I've used the term Scroll for a fancier version of the Book; one that kind of rolls up into a kind of short rod, but I think I'll go with Flat, which is a very far-sighted gadget seen on the sci-fi series Andromeda. This is where I actually see computers going in the future- a thin, flexible touch-screen computer, roughly the size of a sheet of typing paper and maybe 3mm thick. I can see these as being more common than the Book, but perhaps unsuitable for use in the field. I guess I should include Glasses now, as well, which could potentially replace the Watch. Maybe Glasses are a strictly Martian thing.

UPDATE! - Televisions--anything from a simple home entertainment box to a giant Diamondvision type screen--is now called a TV in the common vernacular, although the term Palantir is finding some footing among the hoi polloi, particularly on Mars and Venus, where the entertainment  conglomerate of the same name dominates.

Here's a portion of a post by +DerKastellan (I think. I don't read German) that provides a little more variety to weapons-
In fact so limited that the designers of the computer games tried to introduce magical items through the back door by establishing +1 up to +4 bonusses on THAC0 and damage for weapons according to their quality of manufacture - Terran or regular would receive no bonus, Martian +1, Venusian +2, Mercurian +3 and finally Lunarian +4
 True, it's not a exactly glowing endorsement for the game, but this uncovered nugget is at least an attempt on someone's part at TSR to make the game better. For more on XXVc (not all of it happy) and Space: 1889, have a peek here.

Friday, July 12, 2013

Lazyass Summer Post

I hate summer. I want to do things even less than I normally do in summertime. However, that doesn't keep my swelling, itching brain from annoying me with ideas and new interests. 

Case in point, Hulks & Horrors.

When I first read about it, I thought it sounded kinda pointless and a little stupid, but after grabbing the free version and giving it a scanover, I change my view on it. Now, all I can picture when I think about that game are those shitty 80's sci-fi horror movies like Galaxy of Terror and Inseminoid. Now that has my attention. Not that slick, oh-so-serious transhuman nonsense of Eclipse Phase or the wanna-be Travellerness of Stars Without Number.

No, Hulks & Horrors makes me wanna crawl through dark, greasy access tunnels that are dripping with alien mucous to track down some mythical high-tech McGuffin. The idea that the galaxy has become an endless graveyard waiting to be robbed by opportunistic scumbags has a great appeal to me.

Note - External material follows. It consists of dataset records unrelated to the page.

//! Property-based tests for CPU invariants.
//!
//! These tests use proptest to check the arithmetic flag rules, register
//! wraparound and cycle accounting over the whole input space.

use cosmac::cpu::{Cpu, OPCODE_TABLE};
use cosmac::ElfBus;
use proptest::prelude::*;

/// Load `bytes` at 0 into a full 64K machine, reset, and run `steps`
/// instructions.
fn run_program(bytes: &[u8], steps: usize) -> Cpu<ElfBus> {
    let mut bus = ElfBus::new(0x10000);
    bus.load(0, bytes).unwrap();
    let mut cpu = Cpu::new(bus);
    cpu.reset();
    for _ in 0..steps {
        cpu.step();
    }
    cpu
}

/// Program prefix leaving DF = `carry` (LDI 80h/00h; SHL).
fn set_df(carry: bool) -> Vec<u8> {
    vec![0xF8, if carry { 0x80 } else { 0x00 }, 0xFE]
}

// ========== Arithmetic Flag Rules ==========

proptest! {
    /// Property: ADI leaves the low byte of the sum in D and the carry in DF
    #[test]
    fn prop_add_carry(a in 0u8..=255u8, b in 0u8..=255u8) {
        let cpu = run_program(&[0xF8, a, 0xFC, b], 2);
        let sum = a as u16 + b as u16;
        prop_assert_eq!(cpu.regs().d(), sum as u8);
        prop_assert_eq!(cpu.regs().df(), sum > 0xFF);
    }

    /// Property: ADCI adds DF as carry-in
    #[test]
    fn prop_add_with_carry(a in 0u8..=255u8, b in 0u8..=255u8, carry in any::<bool>()) {
        let mut program = set_df(carry);
        program.extend_from_slice(&[0xF8, a, 0x7C, b]);
        let cpu = run_program(&program, 4);
        let sum = a as u16 + b as u16 + carry as u16;
        prop_assert_eq!(cpu.regs().d(), sum as u8);
        prop_assert_eq!(cpu.regs().df(), sum > 0xFF);
    }

    /// Property: SMI computes D - M with DF set when no borrow occurred
    #[test]
    fn prop_subtract_memory_borrow_flag(a in 0u8..=255u8, b in 0u8..=255u8) {
        let cpu = run_program(&[0xF8, a, 0xFF, b], 2);
        prop_assert_eq!(cpu.regs().d(), a.wrapping_sub(b));
        prop_assert_eq!(cpu.regs().df(), a >= b);
    }

    /// Property: SDI computes M - D
    #[test]
    fn prop_subtract_d(a in 0u8..=255u8, b in 0u8..=255u8) {
        let cpu = run_program(&[0xF8, a, 0xFD, b], 2);
        prop_assert_eq!(cpu.regs().d(), b.wrapping_sub(a));
        prop_assert_eq!(cpu.regs().df(), b >= a);
    }

    /// Property: SMBI subtracts an extra 1 when DF is clear
    #[test]
    fn prop_subtract_with_borrow(a in 0u8..=255u8, b in 0u8..=255u8, carry in any::<bool>()) {
        let mut program = set_df(carry);
        program.extend_from_slice(&[0xF8, a, 0x7F, b]);
        let cpu = run_program(&program, 4);
        let result = a as i16 - b as i16 - (!carry) as i16;
        prop_assert_eq!(cpu.regs().d(), result as u8);
        prop_assert_eq!(cpu.regs().df(), result >= 0);
    }

    /// Property: SHRC rotates DF into bit 7 and bit 0 into DF
    #[test]
    fn prop_ring_shift_right(a in 0u8..=255u8, carry in any::<bool>()) {
        let mut program = set_df(carry);
        program.extend_from_slice(&[0xF8, a, 0x76]);
        let cpu = run_program(&program, 4);
        prop_assert_eq!(cpu.regs().d(), (a >> 1) | ((carry as u8) << 7));
        prop_assert_eq!(cpu.regs().df(), a & 0x01 != 0);
    }

    /// Property: SHLC rotates DF into bit 0 and bit 7 into DF
    #[test]
    fn prop_ring_shift_left(a in 0u8..=255u8, carry in any::<bool>()) {
        let mut program = set_df(carry);
        program.extend_from_slice(&[0xF8, a, 0x7E]);
        let cpu = run_program(&program, 4);
        prop_assert_eq!(cpu.regs().d(), (a << 1) | carry as u8);
        prop_assert_eq!(cpu.regs().df(), a & 0x80 != 0);
    }
}

// ========== Register Wraparound ==========

proptest! {
    /// Property: INC and DEC wrap around 16 bits
    #[test]
    fn prop_inc_dec_wrap(value in 0u16..=0xFFFF, reg in 3u8..=15u8) {
        let [high, low] = value.to_be_bytes();
        // LDI hi; PHI r; LDI lo; PLO r; INC r; INC r; DEC r
        let program = [
            0xF8, high, 0xB0 | reg,
            0xF8, low, 0xA0 | reg,
            0x10 | reg, 0x10 | reg, 0x20 | reg,
        ];
        let cpu = run_program(&program, 7);
        prop_assert_eq!(cpu.regs().r(reg), value.wrapping_add(1));
    }

    /// Property: PHI/PLO assemble a register and GHI reads the high half back
    #[test]
    fn prop_register_halves(value in 0u16..=0xFFFF, reg in 3u8..=15u8) {
        let [high, low] = value.to_be_bytes();
        let program = [0xF8, high, 0xB0 | reg, 0xF8, low, 0xA0 | reg, 0x90 | reg];
        let cpu = run_program(&program, 4);
        prop_assert_eq!(cpu.regs().r(reg), value);
        prop_assert_eq!(cpu.regs().d(), low);
        let cpu = run_program(&program, 5);
        prop_assert_eq!(cpu.regs().d(), high);
    }
}

// ========== Cycle Accounting ==========

proptest! {
    /// Property: a step costs exactly the table cycles, 3 for the C group
    #[test]
    fn prop_step_cost_matches_table(opcode in 0u8..=255u8, op1 in 0u8..=255u8, op2 in 0u8..=255u8) {
        let mut cpu = run_program(&[opcode, op1, op2], 0);
        let cost = cpu.step();
        prop_assert_eq!(cost, OPCODE_TABLE[opcode as usize].cycles as u32);
        prop_assert_eq!(cost, if opcode >> 4 == 0xC { 3 } else { 2 });
        prop_assert_eq!(cpu.cycles(), cost as u64);
    }

    /// Property: run overshoots its budget by less than one instruction
    #[test]
    fn prop_run_overshoot(budget in 0u32..5000, seed in prop::collection::vec(0u8..=255u8, 0..64)) {
        let mut cpu = run_program(&seed, 0);
        let consumed = cpu.run(budget);
        prop_assert!(consumed >= budget);
        prop_assert!(consumed < budget + 3);
        if budget == 0 {
            prop_assert_eq!(consumed, 0);
        }
    }
}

I could go on, but I think I'll let this amazing movie trailer wrap up why H&H took such a hold on me.



"Struggling for survival in the infected remains of a diseased universe." I'd say that sums up Hulks & Horrors rather nicely. Also, FUCK YEAH GREEN SLIME! If you haven't seen it, I highly recommend it. 

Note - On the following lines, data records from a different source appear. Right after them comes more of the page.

//! The bus contract between the CDP1802 core and its host.
//!
//! The core never owns memory or devices. Every memory access, I/O
//! transfer, external flag sample and Q change goes through a [`Bus`]
//! implementation supplied by the host (a test harness, the ELF machine
//! in [`crate::elf`], a terminal front end).

/// Host capabilities consumed by the CPU.
///
/// Only `read` and `write` are mandatory. The remaining methods default
/// to an unconnected pin: inputs read as 0, outputs are ignored and the
/// external flags are low.
pub trait Bus {
    /// Read a byte from memory.
    fn read(&self, addr: u16) -> u8;

    /// Write a byte to memory.
    fn write(&mut self, addr: u16, value: u8);

    /// Input a byte from the device selected by the N lines (0-7).
    fn input(&mut self, _device: u8) -> u8 {
        0
    }

    /// Output a byte to the device selected by the N lines (0-7).
    fn output(&mut self, _device: u8, _value: u8) {}

    /// External flag 1.
    fn ef1(&self) -> bool {
        false
    }

    /// External flag 2.
    fn ef2(&self) -> bool {
        false
    }

    /// External flag 3.
    fn ef3(&self) -> bool {
        false
    }

    /// External flag 4.
    fn ef4(&self) -> bool {
        false
    }

    /// The Q output line changed (or was rewritten with the same value).
    fn set_q(&mut self, _q: bool) {}
}

impl<T: Bus + ?Sized> Bus for &mut T {
    fn read(&self, addr: u16) -> u8 {
        (**self).read(addr)
    }

    fn write(&mut self, addr: u16, value: u8) {
        (**self).write(addr, value)
    }

    fn input(&mut self, device: u8) -> u8 {
        (**self).input(device)
    }

    fn output(&mut self, device: u8, value: u8) {
        (**self).output(device, value)
    }

    fn ef1(&self) -> bool {
        (**self).ef1()
    }

    fn ef2(&self) -> bool {
        (**self).ef2()
    }

    fn ef3(&self) -> bool {
        (**self).ef3()
    }

    fn ef4(&self) -> bool {
        (**self).ef4()
    }

    fn set_q(&mut self, q: bool) {
        (**self).set_q(q)
    }
}

#[cfg(test)]
mod tests {
    use super::*;

    struct Flat([u8; 16]);

    impl Bus for Flat {
        fn read(&self, addr: u16) -> u8 {
            self.0.get(addr as usize).copied().unwrap_or(0)
        }

        fn write(&mut self, addr: u16, value: u8) {
            if let Some(cell) = self.0.get_mut(addr as usize) {
                *cell = value;
            }
        }
    }

    #[test]
    fn test_default_pins_are_unconnected() {
        let mut bus = Flat([0; 16]);
        assert_eq!(bus.input(4), 0);
        assert!(!bus.ef1() && !bus.ef2() && !bus.ef3() && !bus.ef4());
        bus.output(4, 0x55);
        bus.set_q(true);
    }

    fn poke<B: Bus>(mut bus: B, addr: u16, value: u8) -> u8 {
        bus.write(addr, value);
        bus.read(addr)
    }

    #[test]
    fn test_mut_ref_forwards() {
        let mut bus = Flat([0; 16]);
        assert_eq!(poke(&mut bus, 3, 0xAB), 0xAB);
        assert_eq!(bus.read(3), 0xAB);
        assert_eq!(bus.read(100), 0);
    }
}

Everything else is just the usual shit I've been shoveling here for a while- XXVc; Traveller has reared it's ugly head once again (and, no, I don't mean that trainwreck Traveller5) and, new to the roster, but less new than H&H, Star Frontiers.

So, I got all cylinders firing for some hot, wet summer sci-fi action. Whether or not I can complete even one of these goals remains to be seen.